日本の病院は院外薬局が主で、病院で患者さんに窓口でお薬を渡す仕事は激減してます。そのため病院勤務の薬剤師の数は昔に比べ減っています。その割に夜間救急外来をしていると薬剤師は24時間病院に常駐しなければなりません。
勤務は看護師さんたちと同じく交替制になります。体の弱い私は生活のリズムが不規則になり薬剤師になって1年ちょっとでダウンしました。(肉体的にも精神的にも)
6年も大学に通って取った資格なのに悔しくてたまりませんでした。交替制で準夜勤に入ると深夜0時退勤もあるので勤務病院近くのマンションも両親が買ってくれました。
全てを無駄にした気持ちで最初は毎日泣いてました。
泣かずに過ごせる日が増えた頃、あの事件が起こりました。
あの日、突然マンションの外から激しい衝突音がしました。外を覗いたら自動車の衝突音でした。それが道路のあちこちで次から次へと起こっていました。
何が起きているのか分からないけど、恐怖で身体が震えて、涙が出て止まりませんでした。
どれくらい部屋の片隅で震えていたのか分かりませんが、突然その部屋の中で誰かから呼びかけられました。流石に飛び跳ねるくらい驚きました。

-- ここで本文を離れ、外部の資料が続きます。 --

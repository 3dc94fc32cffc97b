use ddd_application::auto_mapping::{MappedCommand, MappingTarget, ParamType};
use ddd_application::command::Command;
use ddd_macros::mapped_command;

#[mapped_command]
pub struct RenameUser {
    id: u64,
    #[mapping(rename = "display_name")]
    name: String,
    #[mapping(skip)]
    request_id: String,
}

fn main() {
    let cmd = RenameUser {
        id: 42,
        name: "alice".into(),
        request_id: "req-1".into(),
    };

    assert_eq!(RenameUser::NAME, "RenameUser");
    assert_eq!(cmd.mapping_target(), MappingTarget::None);

    let props = cmd.mapped_properties();
    assert_eq!(props.len(), 2);
    assert_eq!(props[0].name(), "id");
    assert_eq!(props[0].ty(), ParamType::of::<u64>());
    assert_eq!(props[1].name(), "display_name");
    assert_eq!(props[1].ty(), ParamType::of::<String>());

    let values = cmd.property_values();
    assert_eq!(values[0].downcast_ref::<u64>(), Some(&42));
    assert_eq!(values[1].downcast_ref::<String>().map(String::as_str), Some("alice"));

    // 跳过的字段仍保留在结构体中
    assert_eq!(cmd.clone().request_id, "req-1");
}
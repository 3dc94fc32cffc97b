//! 实体（Entity）基础抽象
//!
//! 为聚合与实体提供统一的标识（Id）与版本（optimistic locking）能力。
//!
use crate::value_object::Version;
use std::{fmt::Display, str::FromStr};

/// 具备唯一标识与版本的实体抽象
pub trait Entity: Send + Sync {
    /// 实体标识类型，要求可解析、可显示与可克隆
    type Id: FromStr + Clone + Display + Send + Sync;

    /// 使用给定标识与版本创建实体（聚合）
    fn new(aggregate_id: Self::Id, version: Version) -> Self;

    /// 获取实体标识
    fn id(&self) -> &Self::Id;

    /// 获取当前版本（用于乐观锁与并发控制）
    fn version(&self) -> Version;
}
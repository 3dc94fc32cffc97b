use bon::Builder;
use chrono::{DateTime, Utc};
use serde::{Deserialize, Serialize};

/// 元数据
#[derive(Builder, Debug, Clone, Serialize, Deserialize)]
pub struct Metadata {
    aggregate_id: String,
    aggregate_type: String,
    occurred_at: DateTime<Utc>,
}

impl Metadata {
    pub fn aggregate_id(&self) -> &str {
        &self.aggregate_id
    }

    pub fn aggregate_type(&self) -> &str {
        &self.aggregate_type
    }

    pub fn occurred_at(&self) -> &DateTime<Utc> {
        &self.occurred_at
    }
}
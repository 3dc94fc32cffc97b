use crate::value_object::Version;
use serde::Serialize;
use serde::de::DeserializeOwned;
use std::fmt;

/// 领域事件载荷需要满足的通用能力边界
pub trait DomainEvent:
    Clone + PartialEq + fmt::Debug + Serialize + DeserializeOwned + Send + Sync
{
    /// 事件唯一标识
    fn event_id(&self) -> &str;

    /// 事件类型（形如 `AccountEvent.Opened` 或自定义类型名）
    fn event_type(&self) -> &str;

    /// 事件载荷版本
    fn event_version(&self) -> usize;

    /// 事件对应的聚合版本（用于并发控制）
    fn aggregate_version(&self) -> Version;
}
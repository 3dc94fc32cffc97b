use thiserror::Error;

/// 命令与聚合构造函数之间的映射错误
///
/// 使用相同的命令与聚合重试只会得到相同结果，因此从不自动重试。
#[non_exhaustive]
#[derive(Debug, Clone, PartialEq, Eq, Error)]
pub enum MappingError {
    #[error("No constructor found with {count} parameters on aggregate root {aggregate_type}.")]
    NoConstructor {
        count: usize,
        aggregate_type: &'static str,
    },

    #[error(
        "Multiple constructors found with {count} parameters on aggregate root {aggregate_type}."
    )]
    AmbiguousConstructor {
        count: usize,
        aggregate_type: &'static str,
    },

    #[error("command {command} is not mapped to an aggregate constructor")]
    NotACreationCommand { command: &'static str },

    #[error("command {command} maps to aggregate {declared}, expected {expected}")]
    AggregateMismatch {
        command: &'static str,
        declared: &'static str,
        expected: &'static str,
    },

    #[error("constructor {constructor} of aggregate root {aggregate_type} produced no creation events")]
    EmptyCreation {
        constructor: &'static str,
        aggregate_type: &'static str,
    },

    #[error("argument count mismatch: expected={expected}, found={found}")]
    ArgumentCount { expected: usize, found: usize },

    #[error("argument type mismatch: position={position}, expected={expected}, found={found}")]
    ArgumentType {
        position: usize,
        expected: &'static str,
        found: &'static str,
    },
}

髪の長い、(女神を具現化したような)綺麗な女性がいきなり言います。
「この世界はまもなく消滅してしまいます」
「外を見ましたよね。運転手を失った自動車が次々衝突しています。人間が消えているのです。人間だけでなくやがてこの世界も全て消えます」
私は『この世界から消えてしまいたい』と毎日考えていました。消えるんなら私一人で十分なのに。自分はともかく優しい両親が消滅してしまうのが悲しかったです。
ヒロシさんと話をすり合わせると、突然現れた人物はヒロシさんには男性に見えたこと、並行世界の説明は私にはされなかったこと、そのままそこの世界に留まるという選択肢も与えられなかったこと。
あの時の私だったら、留まる選択肢を確実に選んでいたと思います。両親が消えて私だけが生き残りたくありません。
ヒロシさんから「並行世界から来たのか」と聞かれた時は、ここの世界と元いた世界が並行なのかと思ってしまいました。
私がいたのは分裂に失敗した方の並行世界で、両親は元々の世界で今も暮らしているのが分かって安心しました。
私の場合、この世界に転移することは既定だったようです。
送り先を一箇所に固定して全員を同じ場所に転送してしまうと送り先で問題が起きやすいので、普通なら全員違う場所に送るのだけれど、「あなたの場合、それで生きていくのは無理そうだ」と言われちゃいました。涙と鼻水でぐちゃぐちゃの顔をしてましたから。
「さっき送った男性と同じ場所に送ります」
「特例措置です」
「向こうで探して助けてもらいなさい」
それでいきなり強制転送されて、この世界に来ました。
最初は、「なんてことを!」を思いましたが、こうまで「心機一転」させられると、本当に人生をやり直せそうな気がします。不思議ですね。
向こうの世界では、まだ毎日のように泣いている自分が健在なのかと思うと、ちょっと複雑ですが…。
ヒロシさんも、ジンクムントさんもいい人です。